BEGIN Records provided

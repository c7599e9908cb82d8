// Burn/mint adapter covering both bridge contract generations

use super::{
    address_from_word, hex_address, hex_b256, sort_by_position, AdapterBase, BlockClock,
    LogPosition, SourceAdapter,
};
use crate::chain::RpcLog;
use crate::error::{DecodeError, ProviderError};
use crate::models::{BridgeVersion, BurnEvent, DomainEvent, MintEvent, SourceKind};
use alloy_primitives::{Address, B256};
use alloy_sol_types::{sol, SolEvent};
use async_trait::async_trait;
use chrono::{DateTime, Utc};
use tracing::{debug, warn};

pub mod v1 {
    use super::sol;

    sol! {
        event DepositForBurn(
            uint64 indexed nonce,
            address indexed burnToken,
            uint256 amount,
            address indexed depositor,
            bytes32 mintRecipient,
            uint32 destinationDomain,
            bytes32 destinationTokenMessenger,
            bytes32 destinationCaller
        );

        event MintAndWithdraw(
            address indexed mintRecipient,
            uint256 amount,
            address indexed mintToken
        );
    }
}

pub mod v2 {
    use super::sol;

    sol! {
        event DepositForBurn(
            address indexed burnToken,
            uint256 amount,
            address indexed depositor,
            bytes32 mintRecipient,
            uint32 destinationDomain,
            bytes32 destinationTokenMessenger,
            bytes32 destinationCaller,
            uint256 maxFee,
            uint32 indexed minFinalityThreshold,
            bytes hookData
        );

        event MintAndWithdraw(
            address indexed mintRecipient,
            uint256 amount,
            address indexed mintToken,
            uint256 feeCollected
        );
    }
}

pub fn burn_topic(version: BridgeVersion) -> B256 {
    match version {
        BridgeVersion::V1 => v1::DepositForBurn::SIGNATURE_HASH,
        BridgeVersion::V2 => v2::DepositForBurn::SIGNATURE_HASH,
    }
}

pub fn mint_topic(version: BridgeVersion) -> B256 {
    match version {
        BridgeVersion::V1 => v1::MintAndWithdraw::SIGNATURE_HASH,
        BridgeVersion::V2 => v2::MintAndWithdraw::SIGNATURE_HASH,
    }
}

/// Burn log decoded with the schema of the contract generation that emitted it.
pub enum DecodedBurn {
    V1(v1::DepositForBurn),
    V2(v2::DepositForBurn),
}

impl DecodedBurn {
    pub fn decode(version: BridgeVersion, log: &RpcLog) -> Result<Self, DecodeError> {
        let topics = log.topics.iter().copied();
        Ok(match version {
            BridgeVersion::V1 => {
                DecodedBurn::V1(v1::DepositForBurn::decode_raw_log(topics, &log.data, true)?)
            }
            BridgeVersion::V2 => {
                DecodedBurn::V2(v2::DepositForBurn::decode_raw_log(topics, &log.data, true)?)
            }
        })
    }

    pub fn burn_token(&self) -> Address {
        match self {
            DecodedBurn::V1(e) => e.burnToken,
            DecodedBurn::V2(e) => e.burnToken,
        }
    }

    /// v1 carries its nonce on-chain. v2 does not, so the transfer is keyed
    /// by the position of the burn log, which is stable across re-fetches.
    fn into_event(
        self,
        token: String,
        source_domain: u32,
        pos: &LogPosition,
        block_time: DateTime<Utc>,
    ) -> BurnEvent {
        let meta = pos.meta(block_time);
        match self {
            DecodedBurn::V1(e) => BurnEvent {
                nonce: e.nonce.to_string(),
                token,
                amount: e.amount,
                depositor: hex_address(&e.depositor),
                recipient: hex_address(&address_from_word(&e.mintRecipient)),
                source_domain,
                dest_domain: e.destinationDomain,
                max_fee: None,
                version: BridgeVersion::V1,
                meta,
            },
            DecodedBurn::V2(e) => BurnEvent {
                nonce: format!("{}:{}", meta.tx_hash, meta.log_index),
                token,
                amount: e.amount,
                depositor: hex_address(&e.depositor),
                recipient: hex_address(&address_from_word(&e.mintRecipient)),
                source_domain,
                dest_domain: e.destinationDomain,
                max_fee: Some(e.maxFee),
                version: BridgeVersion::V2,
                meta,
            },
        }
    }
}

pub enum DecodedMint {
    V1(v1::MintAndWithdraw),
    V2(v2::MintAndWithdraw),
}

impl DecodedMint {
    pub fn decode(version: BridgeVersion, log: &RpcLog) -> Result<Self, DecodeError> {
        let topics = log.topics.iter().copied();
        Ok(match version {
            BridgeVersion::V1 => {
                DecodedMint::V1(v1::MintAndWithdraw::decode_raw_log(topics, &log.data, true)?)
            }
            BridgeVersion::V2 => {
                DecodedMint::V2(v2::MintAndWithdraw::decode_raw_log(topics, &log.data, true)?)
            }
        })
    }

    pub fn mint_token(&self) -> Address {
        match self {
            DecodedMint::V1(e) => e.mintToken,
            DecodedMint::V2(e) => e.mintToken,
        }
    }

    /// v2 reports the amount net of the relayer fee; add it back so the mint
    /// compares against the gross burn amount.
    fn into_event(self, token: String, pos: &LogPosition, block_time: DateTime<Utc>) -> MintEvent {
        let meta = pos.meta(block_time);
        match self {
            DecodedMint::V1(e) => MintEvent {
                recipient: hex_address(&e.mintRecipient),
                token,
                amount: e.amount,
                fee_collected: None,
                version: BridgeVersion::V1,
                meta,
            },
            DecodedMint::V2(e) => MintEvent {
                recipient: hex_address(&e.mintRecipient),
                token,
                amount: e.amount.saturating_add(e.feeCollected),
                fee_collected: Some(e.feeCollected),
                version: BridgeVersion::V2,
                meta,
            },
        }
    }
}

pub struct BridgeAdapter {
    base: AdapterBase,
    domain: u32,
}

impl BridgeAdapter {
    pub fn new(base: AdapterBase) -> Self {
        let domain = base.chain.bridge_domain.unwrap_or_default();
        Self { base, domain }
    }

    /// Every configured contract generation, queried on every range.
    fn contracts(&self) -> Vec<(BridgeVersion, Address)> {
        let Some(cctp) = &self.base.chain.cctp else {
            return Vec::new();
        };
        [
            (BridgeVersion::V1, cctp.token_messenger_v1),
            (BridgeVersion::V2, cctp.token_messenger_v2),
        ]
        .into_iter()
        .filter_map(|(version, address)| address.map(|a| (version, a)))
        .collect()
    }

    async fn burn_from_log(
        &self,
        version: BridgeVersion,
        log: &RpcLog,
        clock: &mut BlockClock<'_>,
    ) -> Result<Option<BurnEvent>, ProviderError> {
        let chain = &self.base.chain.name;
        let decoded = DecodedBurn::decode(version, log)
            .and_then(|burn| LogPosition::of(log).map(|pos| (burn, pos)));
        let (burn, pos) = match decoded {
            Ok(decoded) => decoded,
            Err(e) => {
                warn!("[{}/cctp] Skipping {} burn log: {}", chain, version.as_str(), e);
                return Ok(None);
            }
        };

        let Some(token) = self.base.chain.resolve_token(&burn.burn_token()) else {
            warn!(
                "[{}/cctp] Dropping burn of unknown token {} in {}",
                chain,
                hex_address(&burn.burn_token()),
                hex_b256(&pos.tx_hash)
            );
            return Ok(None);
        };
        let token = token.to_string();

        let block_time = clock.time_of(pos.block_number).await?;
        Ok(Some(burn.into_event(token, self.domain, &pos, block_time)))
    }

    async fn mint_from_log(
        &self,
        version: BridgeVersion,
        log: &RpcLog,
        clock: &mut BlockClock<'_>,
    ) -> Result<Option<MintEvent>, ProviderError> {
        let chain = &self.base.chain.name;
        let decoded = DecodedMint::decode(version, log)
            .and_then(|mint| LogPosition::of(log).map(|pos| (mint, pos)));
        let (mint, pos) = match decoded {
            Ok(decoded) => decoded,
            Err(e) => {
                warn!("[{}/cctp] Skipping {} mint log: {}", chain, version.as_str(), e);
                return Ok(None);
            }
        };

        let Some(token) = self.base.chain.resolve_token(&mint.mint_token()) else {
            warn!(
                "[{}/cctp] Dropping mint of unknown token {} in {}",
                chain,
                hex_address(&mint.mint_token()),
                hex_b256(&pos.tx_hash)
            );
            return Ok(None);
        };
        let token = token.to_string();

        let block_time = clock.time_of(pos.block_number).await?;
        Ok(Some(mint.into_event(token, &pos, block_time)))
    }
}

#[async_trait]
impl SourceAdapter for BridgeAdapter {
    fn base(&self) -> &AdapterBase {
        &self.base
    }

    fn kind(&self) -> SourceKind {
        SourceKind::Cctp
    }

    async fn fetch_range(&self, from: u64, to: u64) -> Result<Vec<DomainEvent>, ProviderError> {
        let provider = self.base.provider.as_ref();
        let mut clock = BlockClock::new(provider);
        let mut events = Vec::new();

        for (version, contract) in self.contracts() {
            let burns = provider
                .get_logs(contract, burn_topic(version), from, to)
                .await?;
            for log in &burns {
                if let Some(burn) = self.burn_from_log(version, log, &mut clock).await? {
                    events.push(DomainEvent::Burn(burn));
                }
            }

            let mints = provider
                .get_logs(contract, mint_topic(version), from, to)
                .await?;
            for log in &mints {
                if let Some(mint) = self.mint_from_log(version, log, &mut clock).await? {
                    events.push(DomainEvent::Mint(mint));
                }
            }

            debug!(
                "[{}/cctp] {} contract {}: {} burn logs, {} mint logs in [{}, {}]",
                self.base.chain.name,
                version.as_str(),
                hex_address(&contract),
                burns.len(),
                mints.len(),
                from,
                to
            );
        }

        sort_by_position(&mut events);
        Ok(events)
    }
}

END Records provided

▸ What is needed: Your reply must contain exactly the lines from the first line of the data through the line holding "pub fn mint_topic(version: BridgeVersion)", and nothing more.

▸ Response for this exercise:
repository c7599e9908cb82d8
// Burn/mint adapter covering both bridge contract generations

use super::{
    address_from_word, hex_address, hex_b256, sort_by_position, AdapterBase, BlockClock,
    LogPosition, SourceAdapter,
};
use crate::chain::RpcLog;
use crate::error::{DecodeError, ProviderError};
use crate::models::{BridgeVersion, BurnEvent, DomainEvent, MintEvent, SourceKind};
use alloy_primitives::{Address, B256};
use alloy_sol_types::{sol, SolEvent};
use async_trait::async_trait;
use chrono::{DateTime, Utc};
use tracing::{debug, warn};

pub mod v1 {
    use super::sol;

    sol! {
        event DepositForBurn(
            uint64 indexed nonce,
            address indexed burnToken,
            uint256 amount,
            address indexed depositor,
            bytes32 mintRecipient,
            uint32 destinationDomain,
            bytes32 destinationTokenMessenger,
            bytes32 destinationCaller
        );

        event MintAndWithdraw(
            address indexed mintRecipient,
            uint256 amount,
            address indexed mintToken
        );
    }
}

pub mod v2 {
    use super::sol;

    sol! {
        event DepositForBurn(
            address indexed burnToken,
            uint256 amount,
            address indexed depositor,
            bytes32 mintRecipient,
            uint32 destinationDomain,
            bytes32 destinationTokenMessenger,
            bytes32 destinationCaller,
            uint256 maxFee,
            uint32 indexed minFinalityThreshold,
            bytes hookData
        );

        event MintAndWithdraw(
            address indexed mintRecipient,
            uint256 amount,
            address indexed mintToken,
            uint256 feeCollected
        );
    }
}

pub fn burn_topic(version: BridgeVersion) -> B256 {
    match version {
        BridgeVersion::V1 => v1::DepositForBurn::SIGNATURE_HASH,
        BridgeVersion::V2 => v2::DepositForBurn::SIGNATURE_HASH,
    }
}

pub fn mint_topic(version: BridgeVersion) -> B256 {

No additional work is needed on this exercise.